Mechanical stability measurements of surface modified nanoparticle agglomerates

A low pressure impactor is used to measure the mechanical stability of nanoparticle agglomerates. The stability at different impaction velocities is quantified as changes in the projection area of agglomerate fragments deposited on TEM grids mounted on the impaction plate. Platinum particles produced in a spark discharge generator are used as model particles. The mechanical stability of unmodified Pt-agglomerates is compared with the ones of thermally pretreated and coated agglomerates. The coatings are produced in a plasma assisted chemical vapor deposition process using the post-discharge environment of a dielectric barrier discharge. The coating process allows the coating of particles with silica at ambient temperature and so minimizes structural changes of the agglomerates before impaction. The precursors utilized are tetraethyl orthosilicate for silica and hexamethyldisiloxane for silica-organic coatings. Both coatings improve the stability of the agglomerates as indicated by reduced structural changes during impaction.
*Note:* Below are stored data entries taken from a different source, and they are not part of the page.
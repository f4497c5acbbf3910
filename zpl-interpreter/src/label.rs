use zpl_parser::{Code128Mode, Color, Orientation, TextBlockJustification};

use crate::decode_image::MonochromeBitmap;

/// A parsed label, ready to be rendered.
///
/// Items keep the order in which their fields appeared; that is also the paint
/// order.
#[derive(Debug, Clone, PartialEq, Default)]
pub struct Label {
    pub items: Vec<LayoutItem>,
    pub home_position: (i32, i32),
    pub default_font: FontSettings,
    pub barcode_defaults: Option<BarcodeDefaults>,
}

impl Label {
    pub fn is_empty(&self) -> bool {
        self.items.is_empty()
    }
}

#[derive(Debug, Clone, PartialEq, Eq)]
pub struct FontSettings {
    pub name: String,
    pub orientation: Orientation,
    pub height: Option<u32>,
    pub width: Option<u32>,
}

impl Default for FontSettings {
    fn default() -> Self {
        Self {
            name: "0".to_string(),
            orientation: Orientation::Normal,
            height: None,
            width: None,
        }
    }
}

/// Word wrapping box set up by `^FB`.
#[derive(Debug, Clone, Copy, PartialEq, Eq)]
pub struct TextBlockFormat {
    pub width: u32,
    pub max_lines: u32,
    pub line_spacing: i32,
    pub justification: TextBlockJustification,
    pub hanging_indent: u32,
}

impl Default for TextBlockFormat {
    fn default() -> Self {
        Self {
            width: 0,
            max_lines: 1,
            line_spacing: 0,
            justification: TextBlockJustification::Left,
            hanging_indent: 0,
        }
    }
}

/// Label wide barcode settings from `^BY`.
#[derive(Debug, Clone, Copy, PartialEq)]
pub struct BarcodeDefaults {
    pub module_width: u32,
    pub wide_bar_ratio: f64,
    pub height: u32,
}

impl Default for BarcodeDefaults {
    fn default() -> Self {
        Self {
            module_width: 2,
            wide_bar_ratio: 3.0,
            height: 10,
        }
    }
}

#[derive(Debug, Clone, Copy, PartialEq, Eq)]
pub struct Code39Options {
    pub orientation: Orientation,
    pub mod43_check_digit: bool,
    pub height: Option<u32>,
    pub print_interpretation_line: bool,
    pub interpretation_line_above: bool,
}

impl Default for Code39Options {
    fn default() -> Self {
        Self {
            orientation: Orientation::Normal,
            mod43_check_digit: false,
            height: None,
            print_interpretation_line: true,
            interpretation_line_above: false,
        }
    }
}

#[derive(Debug, Clone, Copy, PartialEq, Eq)]
pub struct Code128Options {
    pub orientation: Orientation,
    pub height: Option<u32>,
    pub print_interpretation_line: bool,
    pub interpretation_line_above: bool,
    pub ucc_check_digit: bool,
    pub mode: Code128Mode,
}

impl Default for Code128Options {
    fn default() -> Self {
        Self {
            orientation: Orientation::Normal,
            height: None,
            print_interpretation_line: true,
            interpretation_line_above: false,
            ucc_check_digit: false,
            mode: Code128Mode::Auto,
        }
    }
}

#[derive(Debug, Clone, Copy, PartialEq, Eq)]
pub struct Ean13Options {
    pub orientation: Orientation,
    pub height: Option<u32>,
    pub print_interpretation_line: bool,
    pub interpretation_line_above: bool,
}

impl Default for Ean13Options {
    fn default() -> Self {
        Self {
            orientation: Orientation::Normal,
            height: None,
            print_interpretation_line: true,
            interpretation_line_above: false,
        }
    }
}

#[derive(Debug, Clone, Copy, PartialEq, Eq)]
pub struct QrCodeOptions {
    pub orientation: Orientation,
    pub model: u8,
    /// Dots per module. `None` lets the renderer pick one from its resolution.
    pub magnification: Option<u32>,
}

impl Default for QrCodeOptions {
    fn default() -> Self {
        Self {
            orientation: Orientation::Normal,
            model: 2,
            magnification: None,
        }
    }
}

#[derive(Debug, Clone, Copy, PartialEq, Eq, Default)]
pub struct DataMatrixOptions {
    pub orientation: Orientation,
    /// Dots per module.
    pub height: Option<u32>,
}

#[derive(Debug, Clone, Copy, PartialEq, Eq)]
pub enum BarcodeType {
    Code39(Code39Options),
    Code128(Code128Options),
    Ean13(Ean13Options),
    QrCode(QrCodeOptions),
    DataMatrix(DataMatrixOptions),
}

impl BarcodeType {
    pub fn symbology(&self) -> &'static str {
        match self {
            BarcodeType::Code39(_) => "code39",
            BarcodeType::Code128(_) => "code128",
            BarcodeType::Ean13(_) => "ean13",
            BarcodeType::QrCode(_) => "qrcode",
            BarcodeType::DataMatrix(_) => "datamatrix",
        }
    }

    pub fn orientation(&self) -> Orientation {
        match self {
            BarcodeType::Code39(options) => options.orientation,
            BarcodeType::Code128(options) => options.orientation,
            BarcodeType::Ean13(options) => options.orientation,
            BarcodeType::QrCode(options) => options.orientation,
            BarcodeType::DataMatrix(options) => options.orientation,
        }
    }

    /// Bar height for linear symbologies, `None` when it comes from `^BY`.
    pub fn height(&self) -> Option<u32> {
        match self {
            BarcodeType::Code39(options) => options.height,
            BarcodeType::Code128(options) => options.height,
            BarcodeType::Ean13(options) => options.height,
            BarcodeType::QrCode(_) | BarcodeType::DataMatrix(_) => None,
        }
    }

    pub fn show_content(&self) -> bool {
        match self {
            BarcodeType::Code39(options) => options.print_interpretation_line,
            BarcodeType::Code128(options) => options.print_interpretation_line,
            BarcodeType::Ean13(options) => options.print_interpretation_line,
            BarcodeType::QrCode(_) | BarcodeType::DataMatrix(_) => false,
        }
    }

    pub fn content_above(&self) -> bool {
        match self {
            BarcodeType::Code39(options) => options.interpretation_line_above,
            BarcodeType::Code128(options) => options.interpretation_line_above,
            BarcodeType::Ean13(options) => options.interpretation_line_above,
            BarcodeType::QrCode(_) | BarcodeType::DataMatrix(_) => false,
        }
    }
}

#[derive(Debug, Clone, PartialEq)]
pub struct TextItem {
    pub x: i32,
    pub y: i32,
    /// Field data as written, before code page translation.
    pub data: String,
    pub font: FontSettings,
    pub block_format: Option<TextBlockFormat>,
    pub reversed: bool,
    /// Escape character of a `^FH` field.
    pub hex_indicator: Option<char>,
}

#[derive(Debug, Clone, PartialEq)]
pub struct BarcodeItem {
    pub x: i32,
    pub y: i32,
    pub data: String,
    pub kind: BarcodeType,
    /// `^BY` settings in effect when the field was created.
    pub defaults: Option<BarcodeDefaults>,
    pub reversed: bool,
    pub hex_indicator: Option<char>,
}

/// Resolved sizes for drawing a barcode.
#[derive(Debug, Clone, Copy, PartialEq, Eq)]
pub struct BarcodeRenderSettings {
    pub module_width: u32,
    pub height: u32,
    pub display_value: bool,
    pub orientation: Orientation,
}

impl BarcodeItem {
    pub fn symbology(&self) -> &'static str {
        self.kind.symbology()
    }

    /// Item snapshot first, then the label's `^BY`, then printer defaults.
    pub fn render_settings(&self, label: &Label) -> BarcodeRenderSettings {
        let defaults = self
            .defaults
            .or(label.barcode_defaults)
            .unwrap_or_default();

        BarcodeRenderSettings {
            module_width: defaults.module_width,
            height: self.kind.height().unwrap_or(defaults.height),
            display_value: self.kind.show_content(),
            orientation: self.kind.orientation(),
        }
    }

    /// Human readable text, with the `*` start/stop characters for Code 39.
    pub fn processed_data(&self) -> String {
        match self.kind {
            BarcodeType::Code39(_) => format!("*{}*", self.data),
            _ => self.data.clone(),
        }
    }
}

#[derive(Debug, Clone, Copy, PartialEq, Eq)]
pub struct GraphicBoxItem {
    pub x: i32,
    pub y: i32,
    pub width: Option<u32>,
    pub height: Option<u32>,
    pub thickness: Option<u32>,
    pub color: Color,
    pub roundedness: u8,
    pub reversed: bool,
}

impl GraphicBoxItem {
    pub fn new(x: i32, y: i32) -> Self {
        Self {
            x,
            y,
            width: None,
            height: None,
            thickness: None,
            color: Color::Black,
            roundedness: 0,
            reversed: false,
        }
    }

    /// A box whose border eats the whole area is drawn filled.
    pub fn is_solid(&self) -> bool {
        let thickness = self.thickness.unwrap_or(1);
        Some(thickness) == self.width && Some(thickness) == self.height
    }
}

#[derive(Debug, Clone, PartialEq)]
pub struct GraphicFieldItem {
    pub x: i32,
    pub y: i32,
    pub bitmap: MonochromeBitmap,
    pub reversed: bool,
}

#[derive(Debug, Clone, PartialEq)]
pub enum LayoutItem {
    Text(TextItem),
    Barcode(BarcodeItem),
    GraphicBox(GraphicBoxItem),
    GraphicField(GraphicFieldItem),
}

impl LayoutItem {
    pub fn position(&self) -> (i32, i32) {
        match self {
            LayoutItem::Text(item) => (item.x, item.y),
            LayoutItem::Barcode(item) => (item.x, item.y),
            LayoutItem::GraphicBox(item) => (item.x, item.y),
            LayoutItem::GraphicField(item) => (item.x, item.y),
        }
    }

    pub fn is_reversed(&self) -> bool {
        match self {
            LayoutItem::Text(item) => item.reversed,
            LayoutItem::Barcode(item) => item.reversed,
            LayoutItem::GraphicBox(item) => item.reversed,
            LayoutItem::GraphicField(item) => item.reversed,
        }
    }

    pub fn kind(&self) -> &'static str {
        match self {
            LayoutItem::Text(_) => "text",
            LayoutItem::Barcode(_) => "barcode",
            LayoutItem::GraphicBox(_) => "graphic box",
            LayoutItem::GraphicField(_) => "graphic field",
        }
    }
}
The silica-organic coating, which is applied at 200 °C, seems to prevent sinter-related changes to the particles, which is observed for the uncoated particles at this temperature. This is further corroborated by the deposition behavior of these coated particles, which resembles more that of the original particles at 24 °C. Furthermore, the rebound behavior of coated agglomerates impacting on the TEM grid is shown. It is found that a minority of the particles rebound back from the TEM grid into the gas, which occurs in parallel to the structural changes.